WHAT IS BEING ASKED
Scan each line of the records for the word "bool" and extract the ones that have it.

Stored data entries:
============================================================

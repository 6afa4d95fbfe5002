//! Ability resolution: persisted grant sources in, ordered [`RuleSet`] out.
//!
//! Rules are appended layer by layer (guest, role grants, priority
//! escalation, delegations, instance overrides). Later layers win because
//! [`RuleSet`] evaluation scans most-recent-first.

use std::borrow::Cow;
use std::collections::BTreeSet;

use chrono::{DateTime, Timelike, Utc};
use serde::{Deserialize, Serialize};
use tasklane_core::{OrganizationId, UserId};

use crate::{
    Action, LegacyRole, Membership, MembershipRole, PermissionDelegation, ResourcePermission,
    ResourceType, Role, RoleGrant, RolePriority, Rule, RuleCondition, RuleSet, RuleSource,
    RuleSubject,
};

/// Role key whose memberships are shielded from admin-level mutation.
pub const OWNER_ROLE_KEY: &str = "owner";

/// A delegation paired with the role it references, when it references one.
#[derive(Debug, Clone, PartialEq, Eq, Serialize, Deserialize)]
pub struct DelegatedAccess {
    /// Delegation record.
    pub delegation: PermissionDelegation,
    /// Delegated role definition, loaded alongside the delegation.
    pub role: Option<Role>,
}

/// Everything persisted about one actor in one organization.
#[derive(Debug, Clone, Default, PartialEq, Eq, Serialize, Deserialize)]
pub struct GrantSources {
    /// Membership of the actor, if any.
    pub membership: Option<Membership>,
    /// Role referenced by a dynamic membership.
    pub role: Option<Role>,
    /// Teams the actor belongs to.
    pub team_ids: BTreeSet<String>,
    /// Delegations where the actor is delegatee.
    pub delegations: Vec<DelegatedAccess>,
    /// Instance overrides issued to the actor.
    pub resource_permissions: Vec<ResourcePermission>,
}

impl GrantSources {
    /// Returns the priority of the actor's own membership role.
    ///
    /// Delegations never raise this value.
    #[must_use]
    pub fn effective_priority(
        &self,
        actor: UserId,
        organization_id: OrganizationId,
    ) -> Option<RolePriority> {
        self.base_role(actor, organization_id)
            .map(|base_role| base_role.priority)
    }

    fn base_role(
        &self,
        actor: UserId,
        organization_id: OrganizationId,
    ) -> Option<BaseRole<'_>> {
        let membership = self
            .membership
            .as_ref()
            .filter(|membership| membership.is_active_for(actor, organization_id))?;

        match membership.role {
            MembershipRole::Legacy(legacy_role) => Some(BaseRole::legacy(legacy_role)),
            MembershipRole::Dynamic(role_id) => {
                let role = self.role.as_ref().filter(|role| {
                    role.id == role_id && role.organization_id == organization_id
                });
                if role.is_none() {
                    tracing::warn!(
                        organization_id = %organization_id,
                        user_id = %actor,
                        role_id = %role_id,
                        "membership references a missing role; resolving as guest"
                    );
                }
                role.map(BaseRole::defined)
            }
        }
    }
}

struct BaseRole<'a> {
    priority: RolePriority,
    grants: Cow<'a, [RoleGrant]>,
}

impl<'a> BaseRole<'a> {
    fn legacy(legacy_role: LegacyRole) -> Self {
        let template = legacy_role.template();
        Self {
            priority: template.priority(),
            grants: Cow::Owned(template.grants()),
        }
    }

    fn defined(role: &'a Role) -> Self {
        Self {
            priority: role.priority,
            grants: Cow::Borrowed(role.grants.as_slice()),
        }
    }
}

/// Builds the rule set for `actor` in `organization_id` at `now`.
///
/// Pure function of its inputs: identical sources and clock yield an
/// identical rule set.
#[must_use]
pub fn resolve(
    actor: Option<UserId>,
    organization_id: OrganizationId,
    sources: &GrantSources,
    now: DateTime<Utc>,
) -> RuleSet {
    let Some(actor) = actor else {
        return guest_rule_set(organization_id);
    };
    let Some(base_role) = sources.base_role(actor, organization_id) else {
        return guest_rule_set(organization_id);
    };

    let mut builder = RuleBuilder {
        actor,
        organization_id,
        team_ids: &sources.team_ids,
        hour: now.hour(),
        rule_set: RuleSet::new(organization_id),
    };

    builder.append_role(&base_role, RuleSource::Role, RuleSource::Escalation);

    let mut delegations: Vec<&DelegatedAccess> = sources
        .delegations
        .iter()
        .filter(|access| {
            let delegation = &access.delegation;
            delegation.delegatee_id == actor
                && delegation.organization_id == organization_id
                && delegation.is_active_at(now)
        })
        .collect();
    delegations.sort_by_key(|access| (access.delegation.created_at, access.delegation.id));
    for access in delegations {
        builder.append_delegation(access);
    }

    let mut overrides: Vec<&ResourcePermission> = sources
        .resource_permissions
        .iter()
        .filter(|grant| {
            grant.user_id == actor
                && grant.organization_id == organization_id
                && grant.is_active_at(now)
        })
        .collect();
    overrides.sort_by_key(|grant| (grant.created_at, grant.id));
    for grant in overrides {
        builder.append_override(grant);
    }

    tracing::debug!(
        organization_id = %organization_id,
        user_id = %actor,
        rule_count = builder.rule_set.rules().len(),
        "resolved rule set"
    );

    builder.rule_set
}

/// Rule set for anonymous actors and non-members.
#[must_use]
pub fn guest_rule_set(organization_id: OrganizationId) -> RuleSet {
    let mut rule_set = RuleSet::new(organization_id);
    rule_set.push(
        Rule::grant(
            Action::Read,
            RuleSubject::Resource(ResourceType::Organization),
            RuleSource::Guest,
        )
        .when(RuleCondition::InOrganization { organization_id })
        .when(RuleCondition::OrganizationActive),
    );
    rule_set
}

struct RuleBuilder<'a> {
    actor: UserId,
    organization_id: OrganizationId,
    team_ids: &'a BTreeSet<String>,
    hour: u32,
    rule_set: RuleSet,
}

impl RuleBuilder<'_> {
    fn append_role(
        &mut self,
        role: &BaseRole<'_>,
        grant_source: RuleSource,
        escalation_source: RuleSource,
    ) {
        for grant in role.grants.iter() {
            self.append_grant(grant, grant_source);
        }
        self.append_escalation(role.priority, escalation_source);
    }

    fn append_grant(&mut self, grant: &RoleGrant, source: RuleSource) {
        let Some(permission) = grant.permission.resolve() else {
            tracing::warn!(
                organization_id = %self.organization_id,
                resource_type = %grant.permission.resource_type,
                action = %grant.permission.action,
                "skipping role grant outside the permission allow-list"
            );
            return;
        };

        let conditions = &grant.conditions;
        if conditions.time_restricted
            && !conditions
                .allowed_hours
                .is_some_and(|window| window.contains(self.hour))
        {
            return;
        }

        let resource_type = permission.resource_type();
        let mut rule = Rule::grant(
            permission.action(),
            RuleSubject::Resource(resource_type),
            source,
        );
        if conditions.own_only {
            rule = rule.when(RuleCondition::OwnedBy {
                fields: resource_type.owner_fields().to_vec(),
                user_id: self.actor,
            });
        }
        if conditions.team_only {
            rule = rule.when(RuleCondition::InTeamSet {
                team_ids: self.team_ids.clone(),
            });
        }
        if let Some(service_ids) = &grant.scope.service_ids {
            rule = rule.when(RuleCondition::InScopeList {
                service_ids: service_ids.iter().cloned().collect(),
            });
        }

        self.rule_set.push(rule);
    }

    fn append_escalation(&mut self, priority: RolePriority, source: RuleSource) {
        if priority.is_admin_level() {
            for action in [Action::ChangeRole, Action::ToggleActive, Action::Manage] {
                self.rule_set.push(
                    Rule::grant(
                        action,
                        RuleSubject::Resource(ResourceType::Membership),
                        source,
                    )
                    .when(RuleCondition::InOrganization {
                        organization_id: self.organization_id,
                    }),
                );
            }
            for action in [Action::Update, Action::Destroy, Action::ChangeRole] {
                self.rule_set.push(
                    Rule::deny(
                        action,
                        RuleSubject::Resource(ResourceType::Membership),
                        source,
                    )
                    .when(RuleCondition::TargetRoleKey {
                        role_key: OWNER_ROLE_KEY.to_owned(),
                    }),
                );
            }
        }

        if priority.is_owner_level() {
            self.rule_set
                .push(Rule::grant(Action::Manage, RuleSubject::All, source));
        }
    }

    fn append_delegation(&mut self, access: &DelegatedAccess) {
        let delegation = &access.delegation;
        match delegation.role_id {
            Some(role_id) => {
                let role = access.role.as_ref().filter(|role| {
                    role.id == role_id && role.organization_id == self.organization_id
                });
                match role {
                    Some(role) => self.append_role(
                        &BaseRole::defined(role),
                        RuleSource::Delegation,
                        RuleSource::Delegation,
                    ),
                    None => tracing::warn!(
                        organization_id = %self.organization_id,
                        delegation_id = %delegation.id,
                        role_id = %role_id,
                        "skipping delegation of a missing role"
                    ),
                }
            }
            None => {
                for stored in &delegation.permissions {
                    match stored.resolve() {
                        Some(permission) => self.rule_set.push(Rule::grant(
                            permission.action(),
                            RuleSubject::Resource(permission.resource_type()),
                            RuleSource::Delegation,
                        )),
                        None => tracing::warn!(
                            organization_id = %self.organization_id,
                            delegation_id = %delegation.id,
                            resource_type = %stored.resource_type,
                            action = %stored.action,
                            "skipping delegated permission outside the allow-list"
                        ),
                    }
                }
            }
        }
    }

    fn append_override(&mut self, grant: &ResourcePermission) {
        let Some((permission, resource_type)) = grant.resolve_target() else {
            tracing::warn!(
                organization_id = %self.organization_id,
                resource_permission_id = %grant.id,
                resource_type = %grant.resource_type,
                "skipping resource override outside the allow-list"
            );
            return;
        };

        let subject = RuleSubject::Resource(resource_type);
        let rule = if grant.granted {
            Rule::grant(permission.action(), subject, RuleSource::Override)
        } else {
            Rule::deny(permission.action(), subject, RuleSource::Override)
        };

        self.rule_set.push(
            rule.when(RuleCondition::InOrganization {
                organization_id: self.organization_id,
            })
            .when(RuleCondition::InstanceIs {
                resource_id: grant.resource_id.clone(),
            }),
        );
    }
}
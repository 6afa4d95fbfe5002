use serde::{Deserialize, Serialize};
use tasklane_core::{OrganizationId, UserId};

use crate::{LegacyRole, RoleId};

/// The authoritative role representation of a membership.
#[derive(Debug, Clone, Copy, PartialEq, Eq, Hash, Serialize, Deserialize)]
#[serde(tag = "kind", content = "value", rename_all = "snake_case")]
pub enum MembershipRole {
    /// Fixed role name stored directly on the membership.
    Legacy(LegacyRole),
    /// Reference to a role definition.
    Dynamic(RoleId),
}

/// An actor's membership in one organization.
#[derive(Debug, Clone, PartialEq, Eq, Serialize, Deserialize)]
pub struct Membership {
    /// Member user.
    pub user_id: UserId,
    /// Organization joined.
    pub organization_id: OrganizationId,
    /// Inactive memberships resolve like non-members.
    pub active: bool,
    /// Role held by the member.
    pub role: MembershipRole,
}

impl Membership {
    /// Returns whether the membership authorizes `user_id` inside `organization_id`.
    #[must_use]
    pub fn is_active_for(&self, user_id: UserId, organization_id: OrganizationId) -> bool {
        self.active && self.user_id == user_id && self.organization_id == organization_id
    }

    /// Returns the referenced role id for dynamic memberships.
    #[must_use]
    pub fn role_id(&self) -> Option<RoleId> {
        match self.role {
            MembershipRole::Dynamic(role_id) => Some(role_id),
            MembershipRole::Legacy(_) => None,
        }
    }
}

============================================================

SOLUTION
    pub active: bool,
    pub fn is_active_for(&self, user_id: UserId, organization_id: OrganizationId) -> bool {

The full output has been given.